Home to Italy’s financial district and the headquarters of Valentino, Versace, Prada, Armani, and Dolce & Gabbana, Milan is a city you visit to see and be seen -- and to spend a small fortune. It has a reputation for being a pricey, slightly aloof city, but I experienced the absolute opposite: a warm, friendly, affordable city delightful to explore. Granted, I occasionally glanced at the locals with a bit of an envious eye. Milan really IS a tremendously stylish town! And thankfully -- designer outfits aside -- it doesn’t cost much to enjoy the best Milan has to offer.
Here are 5 things to do in Milan for under 5 euros:
The Duomo di Milano is the largest church in Italy and the fourth largest church in the world. Construction began in 1386 and lasted nearly 600 years, and the result is absolute splendor. For just 3 euros, the glories of one of Europe’s finest cathedrals are all yours. Even better, your admission price includes access to the Crypt of St. Charles Borromeo and the Baptistery of Santo Stefano.
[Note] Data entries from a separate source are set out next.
use thiserror::Error;

/// Result type alias for amqp-patterns operations
pub type Result<T> = std::result::Result<T, PatternsError>;

/// Error types surfaced by pattern registration, publishing and RPC calls
#[derive(Error, Debug)]
pub enum PatternsError {
    /// AMQP connection errors
    #[error("AMQP connection error: {0}")]
    Connection(#[from] lapin::Error),

    /// Broker-side failures reported by a non-lapin broker
    #[error("Broker error: {0}")]
    Broker(String),

    /// Operation attempted on a channel or connection that is already closed
    #[error("Channel is closed")]
    ChannelClosed,

    /// Message serialization/deserialization errors
    #[error("Serialization error: {0}")]
    Serialization(#[from] serde_json::Error),

    /// RPC timeout errors
    #[error("RPC call timed out after {timeout_ms}ms")]
    Timeout { timeout_ms: u64 },

    /// Message handler errors
    #[error("Handler error: {0}")]
    Handler(String),

    /// Configuration errors
    #[error("Configuration error: {0}")]
    Config(String),

    /// Internal errors
    #[error("Internal error: {0}")]
    Internal(String),

    /// Network I/O errors
    #[error("I/O error: {0}")]
    Io(#[from] std::io::Error),

    /// Generic errors from anyhow
    #[error(transparent)]
    Other(#[from] anyhow::Error),

    /// Tokio join errors (a handler task panicked or was aborted)
    #[error("Join error: {0}")]
    Join(#[from] tokio::task::JoinError),
}

impl PatternsError {
    /// Create a new handler error
    pub fn handler_error<T: ToString>(message: T) -> Self {
        Self::Handler(message.to_string())
    }

    /// Create a new config error
    pub fn config_error<T: ToString>(message: T) -> Self {
        Self::Config(message.to_string())
    }

    /// Create a new internal error
    pub fn internal_error<T: ToString>(message: T) -> Self {
        Self::Internal(message.to_string())
    }

    /// Create a new broker error
    pub fn broker_error<T: ToString>(message: T) -> Self {
        Self::Broker(message.to_string())
    }

    /// Check if error is a transport failure the caller may retry
    pub fn is_recoverable(&self) -> bool {
        matches!(
            self,
            Self::Connection(_) | Self::Broker(_) | Self::ChannelClosed | Self::Timeout { .. } | Self::Io(_)
        )
    }
}

#[cfg(test)]
mod tests {
    use super::*;

    #[test]
    fn test_recoverable_classification() {
        assert!(PatternsError::Timeout { timeout_ms: 10 }.is_recoverable());
        assert!(PatternsError::broker_error("refused").is_recoverable());
        assert!(PatternsError::ChannelClosed.is_recoverable());
        assert!(!PatternsError::config_error("empty namespace").is_recoverable());
        assert!(!PatternsError::handler_error("boom").is_recoverable());
    }

    #[test]
    fn test_error_display() {
        let err = PatternsError::Timeout { timeout_ms: 250 };
        assert_eq!(err.to_string(), "RPC call timed out after 250ms");

        let err = PatternsError::handler_error("bad input");
        assert_eq!(err.to_string(), "Handler error: bad input");
    }
}
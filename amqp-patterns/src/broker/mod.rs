//! Broker collaborator surface.
//!
//! The pattern and RPC code only ever talks to these traits. [`AmqpBroker`]
//! drives a real RabbitMQ through lapin, [`MemoryBroker`] keeps everything
//! in-process for tests and local development.

pub mod amqp;
pub mod memory;

use async_trait::async_trait;
use futures_util::stream::BoxStream;
use std::fmt;
use std::sync::Arc;

use crate::error::Result;

pub use amqp::AmqpBroker;
pub use memory::MemoryBroker;

/// Stream of deliveries produced by [`Channel::consume`]
pub type DeliveryStream = BoxStream<'static, Result<Delivery>>;

/// Exchange routing behaviour
#[derive(Debug, Clone, Copy, PartialEq, Eq, Hash, serde::Serialize)]
#[serde(rename_all = "lowercase")]
pub enum ExchangeKind {
    /// Every bound queue receives every message
    Fanout,
    /// Exact routing-key match
    Direct,
    /// Dot-separated word patterns with `*` and `#` wildcards
    Topic,
}

impl ExchangeKind {
    pub fn as_str(&self) -> &'static str {
        match self {
            Self::Fanout => "fanout",
            Self::Direct => "direct",
            Self::Topic => "topic",
        }
    }
}

impl fmt::Display for ExchangeKind {
    fn fmt(&self, f: &mut fmt::Formatter<'_>) -> fmt::Result {
        f.write_str(self.as_str())
    }
}

/// Options for [`Channel::assert_queue`]
#[derive(Debug, Clone, Copy, Default, PartialEq, Eq)]
pub struct QueueOptions {
    pub durable: bool,
    /// Owned by the declaring connection and deleted when it closes
    pub exclusive: bool,
    /// Deleted once its last consumer is cancelled
    pub auto_delete: bool,
}

/// Options for [`Channel::assert_exchange`]
#[derive(Debug, Clone, Copy, Default, PartialEq, Eq)]
pub struct ExchangeOptions {
    pub durable: bool,
}

/// Options for [`Channel::consume`]
#[derive(Debug, Clone, Copy, Default, PartialEq, Eq)]
pub struct ConsumeOptions {
    /// Deliveries count as acknowledged as soon as they are sent
    pub no_ack: bool,
}

/// Message metadata carried alongside the body
#[derive(Debug, Clone, Default, PartialEq, Eq)]
pub struct MessageProperties {
    pub correlation_id: Option<String>,
    pub reply_to: Option<String>,
    pub persistent: bool,
    pub content_type: Option<String>,
}

impl MessageProperties {
    pub fn with_correlation_id(mut self, correlation_id: impl Into<String>) -> Self {
        self.correlation_id = Some(correlation_id.into());
        self
    }

    pub fn with_reply_to(mut self, reply_to: impl Into<String>) -> Self {
        self.reply_to = Some(reply_to.into());
        self
    }

    pub fn with_persistent(mut self, persistent: bool) -> Self {
        self.persistent = persistent;
        self
    }

    pub fn with_content_type(mut self, content_type: impl Into<String>) -> Self {
        self.content_type = Some(content_type.into());
        self
    }
}

/// A raw message handed to a consumer
#[derive(Debug, Clone)]
pub struct Delivery {
    pub delivery_tag: u64,
    pub exchange: String,
    pub routing_key: String,
    pub redelivered: bool,
    pub body: Vec<u8>,
    pub properties: MessageProperties,
}

/// Entry point to a broker
#[async_trait]
pub trait Broker: Send + Sync {
    async fn connect(&self, url: &str) -> Result<Arc<dyn Connection>>;
}

/// One broker connection, multiplexing many channels
#[async_trait]
pub trait Connection: Send + Sync {
    async fn create_channel(&self) -> Result<Arc<dyn Channel>>;

    async fn close(&self) -> Result<()>;

    fn is_connected(&self) -> bool;
}

/// A channel on a [`Connection`]
#[async_trait]
pub trait Channel: Send + Sync {
    /// Declare a queue; an empty name asks the broker to generate one.
    /// Returns the actual queue name.
    async fn assert_queue(&self, name: &str, options: QueueOptions) -> Result<String>;

    async fn assert_exchange(&self, name: &str, kind: ExchangeKind, options: ExchangeOptions) -> Result<()>;

    async fn bind_queue(&self, queue: &str, exchange: &str, routing_key: &str) -> Result<()>;

    /// Limit unacknowledged deliveries per consumer started afterwards
    async fn prefetch(&self, count: u16) -> Result<()>;

    async fn consume(&self, queue: &str, options: ConsumeOptions) -> Result<DeliveryStream>;

    /// Publish through the default exchange straight to `queue`
    async fn send_to_queue(&self, queue: &str, body: &[u8], properties: MessageProperties) -> Result<()>;

    async fn publish(
        &self,
        exchange: &str,
        routing_key: &str,
        body: &[u8],
        properties: MessageProperties,
    ) -> Result<()>;

    async fn ack(&self, delivery: &Delivery) -> Result<()>;

    async fn nack(&self, delivery: &Delivery, requeue: bool) -> Result<()>;

    async fn close(&self) -> Result<()>;
}
impl BrokerState {
    fn next_id(&mut self) -> u64 {
        self.counter += 1;
        self.counter
    }

    fn ensure_channel(&self, channel: u64) -> Result<&ChannelState> {
        self.channels.get(&channel).ok_or(PatternsError::ChannelClosed)
    }

    fn enqueue(&mut self, queue: &str, message: StoredMessage) {
        if let Some(state) = self.queues.get_mut(queue) {
            state.ready.push_back(message);
            self.dispatch(queue);
        } else {
            debug!("Dropping message for unknown queue {}", queue);
        }
    }

    fn requeue(&mut self, unacked: Unacked) {
        let Unacked { queue, mut message, .. } = unacked;
        if let Some(state) = self.queues.get_mut(&queue) {
            message.redelivered = true;
            state.ready.push_front(message);
        }
    }

    fn route(&mut self, exchange: &str, routing_key: &str, message: StoredMessage) -> Result<()> {
        if exchange.is_empty() {
            self.enqueue(routing_key, message);
            return Ok(());
        }

        let state = self
            .exchanges
            .get(exchange)
            .ok_or_else(|| PatternsError::broker_error(format!("NOT_FOUND - no exchange '{exchange}'")))?;

        let mut targets = Vec::new();
        let mut seen = HashSet::new();
        for binding in &state.bindings {
            let matched = match state.kind {
                ExchangeKind::Fanout => true,
                ExchangeKind::Direct => binding.routing_key == routing_key,
                ExchangeKind::Topic => topic_matches(&binding.routing_key, routing_key),
            };
            if matched && seen.insert(binding.queue.clone()) {
                targets.push(binding.queue.clone());
            }
        }

        for queue in targets {
            self.enqueue(&queue, message.clone());
        }
        Ok(())
    }

    /// Drop consumers whose stream is gone and delete auto-delete queues left
    /// without any consumer.
    fn prune_consumers(&mut self, queue: &str) {
        let delete = match self.queues.get_mut(queue) {
            Some(state) => {
                state.consumers.retain(|c| !c.sender.is_closed());
                state.options.auto_delete && state.had_consumer && state.consumers.is_empty()
            }
            None => false,
        };
        if delete {
            self.delete_queue(queue);
        }
    }

    fn delete_queue(&mut self, queue: &str) {
        if self.queues.remove(queue).is_some() {
            debug!("Deleted queue {}", queue);
        }
        for exchange in self.exchanges.values_mut() {
            exchange.bindings.retain(|b| b.queue != queue);
        }
    }

    fn dispatch(&mut self, queue_name: &str) {
        self.prune_consumers(queue_name);

        loop {
            let BrokerState {
                queues,
                channels,
                counter,
                ..
            } = self;

            let Some(queue) = queues.get_mut(queue_name) else {
                return;
            };
            if queue.ready.is_empty() || queue.consumers.is_empty() {
                return;
            }

            let count = queue.consumers.len();
            let chosen = (0..count)
                .map(|offset| (queue.cursor + offset) % count)
                .find(|&idx| {
                    let consumer = &queue.consumers[idx];
                    if consumer.no_ack || consumer.prefetch == 0 {
                        return true;
                    }
                    let in_flight = channels
                        .get(&consumer.channel)
                        .map(|c| c.unacked.values().filter(|u| u.consumer == consumer.id).count())
                        .unwrap_or(0);
                    in_flight < consumer.prefetch as usize
                });

            let Some(idx) = chosen else {
                return;
            };
            let Some(message) = queue.ready.pop_front() else {
                return;
            };
            queue.cursor = (idx + 1) % count;

            *counter += 1;
            let tag = *counter;
            let consumer = &queue.consumers[idx];

            if !consumer.no_ack {
                if let Some(channel) = channels.get_mut(&consumer.channel) {
                    channel.unacked.insert(
                        tag,
                        Unacked {
                            queue: queue_name.to_string(),
                            consumer: consumer.id,
                            message: message.clone(),
                        },
                    );
                }
            }

            let delivery = Delivery {
                delivery_tag: tag,
                exchange: message.exchange.clone(),
                routing_key: message.routing_key.clone(),
                redelivered: message.redelivered,
                body: message.body.clone(),
                properties: message.properties.clone(),
            };

            if consumer.sender.send(Ok(delivery)).is_err() {
                let channel_id = consumer.channel;
                queue.consumers.remove(idx);
                queue.ready.push_front(message);
                if let Some(channel) = channels.get_mut(&channel_id) {
                    channel.unacked.remove(&tag);
                }
                self.prune_consumers(queue_name);
            }
        }
    }

    fn close_channel(&mut self, channel_id: u64) {
        let Some(channel) = self.channels.remove(&channel_id) else {
            return;
        };

        let mut unacked: Vec<(u64, Unacked)> = channel.unacked.into_iter().collect();
        unacked.sort_by_key(|(tag, _)| *tag);

        let mut affected: HashSet<String> = HashSet::new();
        for (_, entry) in unacked.into_iter().rev() {
            affected.insert(entry.queue.clone());
            self.requeue(entry);
        }

        for (name, queue) in self.queues.iter_mut() {
            let before = queue.consumers.len();
            queue.consumers.retain(|c| c.channel != channel_id);
            if queue.consumers.len() != before {
                affected.insert(name.clone());
            }
        }

        for queue in affected {
            self.dispatch(&queue);
        }
    }

    fn close_connection(&mut self, connection_id: u64) {
        let channels: Vec<u64> = self
            .channels
            .iter()
            .filter(|(_, c)| c.connection == connection_id)
            .map(|(id, _)| *id)
            .collect();
        for channel in channels {
            self.close_channel(channel);
        }

        let exclusive: Vec<String> = self
            .queues
            .iter()
            .filter(|(_, q)| q.owner == Some(connection_id))
            .map(|(name, _)| name.clone())
            .collect();
        for queue in exclusive {
            self.delete_queue(&queue);
        }
    }
}
use async_trait::async_trait;
use futures_util::StreamExt;
use lapin::{
    options::*,
    types::FieldTable,
    BasicProperties, ConnectionProperties,
};
use std::sync::Arc;
use tracing::debug;
use uuid::Uuid;

use super::{
    Broker, Channel, ConsumeOptions, Connection, Delivery, DeliveryStream, ExchangeKind,
    ExchangeOptions, MessageProperties, QueueOptions,
};
use crate::error::Result;

/// AMQP 0-9-1 delivery mode for messages that survive a broker restart
const PERSISTENT_DELIVERY_MODE: u8 = 2;

/// Broker backed by a RabbitMQ server through lapin
#[derive(Debug, Clone, Default)]
pub struct AmqpBroker;

impl AmqpBroker {
    pub fn new() -> Self {
        Self
    }
}

#[async_trait]
impl Broker for AmqpBroker {
    async fn connect(&self, url: &str) -> Result<Arc<dyn Connection>> {
        debug!("Attempting to connect to {}", url);

        let connection = lapin::Connection::connect(
            url,
            ConnectionProperties::default()
                .with_connection_name(format!("amqp-patterns-{}", Uuid::new_v4()).into()),
        )
        .await?;

        debug!("AMQP connection established");
        Ok(Arc::new(AmqpConnection { inner: connection }))
    }
}

/// A lapin connection
pub struct AmqpConnection {
    inner: lapin::Connection,
}

#[async_trait]
impl Connection for AmqpConnection {
    async fn create_channel(&self) -> Result<Arc<dyn Channel>> {
        let channel = self.inner.create_channel().await?;
        debug!("Created channel {}", channel.id());
        Ok(Arc::new(AmqpChannel { inner: channel }))
    }

    async fn close(&self) -> Result<()> {
        if self.inner.status().connected() {
            self.inner.close(200, "OK").await?;
        }
        Ok(())
    }

    fn is_connected(&self) -> bool {
        self.inner.status().connected()
    }
}

/// A lapin channel
pub struct AmqpChannel {
    inner: lapin::Channel,
}

fn to_basic_properties(properties: MessageProperties) -> BasicProperties {
    let mut basic = BasicProperties::default();
    if let Some(correlation_id) = properties.correlation_id {
        basic = basic.with_correlation_id(correlation_id.into());
    }
    if let Some(reply_to) = properties.reply_to {
        basic = basic.with_reply_to(reply_to.into());
    }
    if let Some(content_type) = properties.content_type {
        basic = basic.with_content_type(content_type.into());
    }
    if properties.persistent {
        basic = basic.with_delivery_mode(PERSISTENT_DELIVERY_MODE);
    }
    basic
}

fn from_lapin_delivery(delivery: lapin::message::Delivery) -> Delivery {
    let properties = &delivery.properties;
    let properties = MessageProperties {
        correlation_id: properties.correlation_id().as_ref().map(|id| id.to_string()),
        reply_to: properties.reply_to().as_ref().map(|queue| queue.to_string()),
        persistent: *properties.delivery_mode() == Some(PERSISTENT_DELIVERY_MODE),
        content_type: properties.content_type().as_ref().map(|ct| ct.to_string()),
    };

    Delivery {
        delivery_tag: delivery.delivery_tag,
        exchange: delivery.exchange.to_string(),
        routing_key: delivery.routing_key.to_string(),
        redelivered: delivery.redelivered,
        body: delivery.data,
        properties,
    }
}

fn to_lapin_kind(kind: ExchangeKind) -> lapin::ExchangeKind {
    match kind {
        ExchangeKind::Fanout => lapin::ExchangeKind::Fanout,
        ExchangeKind::Direct => lapin::ExchangeKind::Direct,
        ExchangeKind::Topic => lapin::ExchangeKind::Topic,
    }
}

#[async_trait]
impl Channel for AmqpChannel {
    async fn assert_queue(&self, name: &str, options: QueueOptions) -> Result<String> {
        let queue = self
            .inner
            .queue_declare(
                name,
                QueueDeclareOptions {
                    durable: options.durable,
                    exclusive: options.exclusive,
                    auto_delete: options.auto_delete,
                    ..Default::default()
                },
                FieldTable::default(),
            )
            .await?;

        debug!("Declared queue: {}", queue.name());
        Ok(queue.name().to_string())
    }

    async fn assert_exchange(&self, name: &str, kind: ExchangeKind, options: ExchangeOptions) -> Result<()> {
        self.inner
            .exchange_declare(
                name,
                to_lapin_kind(kind),
                ExchangeDeclareOptions {
                    durable: options.durable,
                    ..Default::default()
                },
                FieldTable::default(),
            )
            .await?;

        debug!("Declared {} exchange: {}", kind, name);
        Ok(())
    }

    async fn bind_queue(&self, queue: &str, exchange: &str, routing_key: &str) -> Result<()> {
        self.inner
            .queue_bind(
                queue,
                exchange,
                routing_key,
                QueueBindOptions::default(),
                FieldTable::default(),
            )
            .await?;

        debug!("Bound queue {} to {} with key '{}'", queue, exchange, routing_key);
        Ok(())
    }

    async fn prefetch(&self, count: u16) -> Result<()> {
        self.inner.basic_qos(count, BasicQosOptions::default()).await?;
        Ok(())
    }

    async fn consume(&self, queue: &str, options: ConsumeOptions) -> Result<DeliveryStream> {
        let consumer_tag = format!("amqp-patterns-{}", Uuid::new_v4());
        let consumer = self
            .inner
            .basic_consume(
                queue,
                &consumer_tag,
                BasicConsumeOptions {
                    no_ack: options.no_ack,
                    exclusive: false,
                    ..Default::default()
                },
                FieldTable::default(),
            )
            .await?;

        debug!("Created consumer {} for queue: {}", consumer_tag, queue);
        Ok(consumer
            .map(|delivery| delivery.map(from_lapin_delivery).map_err(Into::into))
            .boxed())
    }

    async fn send_to_queue(&self, queue: &str, body: &[u8], properties: MessageProperties) -> Result<()> {
        self.publish("", queue, body, properties).await
    }

    async fn publish(
        &self,
        exchange: &str,
        routing_key: &str,
        body: &[u8],
        properties: MessageProperties,
    ) -> Result<()> {
        self.inner
            .basic_publish(
                exchange,
                routing_key,
                BasicPublishOptions::default(),
                body,
                to_basic_properties(properties),
            )
            .await?
            .await?;

        debug!("Published message to exchange '{}' with key '{}'", exchange, routing_key);
        Ok(())
    }

    async fn ack(&self, delivery: &Delivery) -> Result<()> {
        self.inner
            .basic_ack(delivery.delivery_tag, BasicAckOptions::default())
            .await?;
        Ok(())
    }

    async fn nack(&self, delivery: &Delivery, requeue: bool) -> Result<()> {
        self.inner
            .basic_nack(
                delivery.delivery_tag,
                BasicNackOptions {
                    multiple: false,
                    requeue,
                },
            )
            .await?;
        Ok(())
    }

    async fn close(&self) -> Result<()> {
        if self.inner.status().connected() {
            self.inner.close(200, "OK").await?;
        }
        Ok(())
    }
}

#[cfg(test)]
mod tests {
    use super::*;

    #[test]
    fn test_properties_mapping() {
        let basic = to_basic_properties(
            MessageProperties::default()
                .with_correlation_id("abc")
                .with_reply_to("amq.gen-1")
                .with_persistent(true),
        );

        assert_eq!(basic.correlation_id().as_ref().map(|id| id.as_str()), Some("abc"));
        assert_eq!(basic.reply_to().as_ref().map(|q| q.as_str()), Some("amq.gen-1"));
        assert_eq!(*basic.delivery_mode(), Some(PERSISTENT_DELIVERY_MODE));
    }

    #[tokio::test]
    async fn test_connect_to_live_broker() {
        // This test requires RabbitMQ running
        if let Ok(url) = std::env::var("RABBITMQ_URL") {
            let connection = AmqpBroker::new().connect(&url).await.unwrap();
            assert!(connection.is_connected());
            connection.close().await.unwrap();
        }
    }
}
//! Fail-soft JSON codec for message bodies.
//!
//! Consumer loops must never stop on a bad payload, so decoding substitutes an
//! empty object and encoding falls back to `{}`.

use serde::Serialize;
use serde_json::{Map, Value};
use tracing::warn;

/// Content type stamped on every encoded body
pub const CONTENT_TYPE: &str = "application/json";

/// The value substituted for undecodable payloads
pub fn empty_payload() -> Value {
    Value::Object(Map::new())
}

/// Decode a body, returning an empty object when the bytes are not valid JSON
pub fn decode(bytes: &[u8]) -> Value {
    match serde_json::from_slice(bytes) {
        Ok(value) => value,
        Err(e) => {
            warn!("Substituting empty payload for undecodable body ({} bytes): {}", bytes.len(), e);
            empty_payload()
        }
    }
}

/// Encode a value, returning `{}` when it cannot be represented as JSON
pub fn encode<T: Serialize + ?Sized>(value: &T) -> Vec<u8> {
    match serde_json::to_vec(value) {
        Ok(bytes) => bytes,
        Err(e) => {
            warn!("Substituting empty payload for unencodable value: {}", e);
            b"{}".to_vec()
        }
    }
}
If you’re feeling flush, you can visit the archaeological area for an additional 4 euros. For an another 3 euros, you'll receive admission to the Duomo Museum and the Church of San Gottardo in Corte. However, if you’re tempted to take the elevator up to the terrace to enjoy the spectacular views, it will set you back 14 euros. You can save a few euros with a combination ticket, which will give you access to all attractions and services.
Try some savory and sweet panzerotti (little pastries like pizza pockets or hand pies) at Luini Bakery, one of Milan’s most beloved establishments. Each sweet treat will cost you no more than a few euros.
With such an embarrassment of riches to choose from, be sure to pick the right one. Select a pastry that is fresh from the oven -- the filling should be bubbling and hot. The classic choice is a combination of mozzarella and tomato stuffing, but feel free to go out on a limb and try something different.
Luini is a short walk from the Duomo and right next to the glamorous Galleria Vittorio Emanuele II. This sumptuous enclosed shopping mall, with its dramatic glass and metal domed roof, isn’t exactly a budget-friendly travel destination, especially if you find yourself inside one of the opulent designer shops (there are TWO Prada stores!). However, if you restrict yourself to window-shopping, perhaps with a chocolate pastry from Luini’s in hand, you’ll find it’s a splendid way to pass the time. The people-watching is second to none.
Trams have connected Milan’s neighborhoods since 1876, though in the early days the trams were pulled by horses. Today, the electric tram system includes cars that are nearly 90 years old, and their vintage appeal is off the charts. Who wouldn’t want to cruise down the streets of the world’s most fashionable city in an adorable orange tram with wooden trim? Best of all, tickets cost just 1.50 euros and are valid for 90 minutes -- and you can hop on and off as often as you'd like.
Tickets can be purchased at metro stops and corner stores. Don’t follow in my footsteps and try to buy tickets on board the tram! Thankfully, Milan’s kind citizens pointed me in the right direction. Trams 1 and 19 go to some of Milan’s most popular attractions and scenic neighborhoods, while 16 takes you close to the refectory that houses Leonardo da Vinci’s The Last Supper.
The tram is a delightfully frugal -- and utterly chic -- alternative to tour buses that cost around $30 per day.
On the first Sunday of the month, Milan’s 60+ civic museums are free. But even if you can't be in Milan then, there are plenty of affordable museums in town. Here are just a few:
Don’t be shy about asking for discounts. For instance, seniors pay just 1 euro to visit the Pinacoteca di Brera, Milan’s finest art gallery, on weekends.
From an agricultural point of view, Milan is a world away from the birthplace of coffee, but from a cultural and social point of view, this is espresso’s motherland. Milan’s café scene is second to none and has been the inspiration for countless coffee chains, including a little American startup known as Starbucks.
A tiny ceramic cup with a single shot of espresso costs about 1 euro across Milan, while cappuccinos and macchiatos cost between 1.50 and 2 euros. Adding a pastry -- which, of course, any civilized traveler will do -- will cost anywhere from 1 euro (for a basic cornetto, or croissant) to 3 euros (for the fanciest and most elaborate treats). At these prices, you can afford to stop more than once!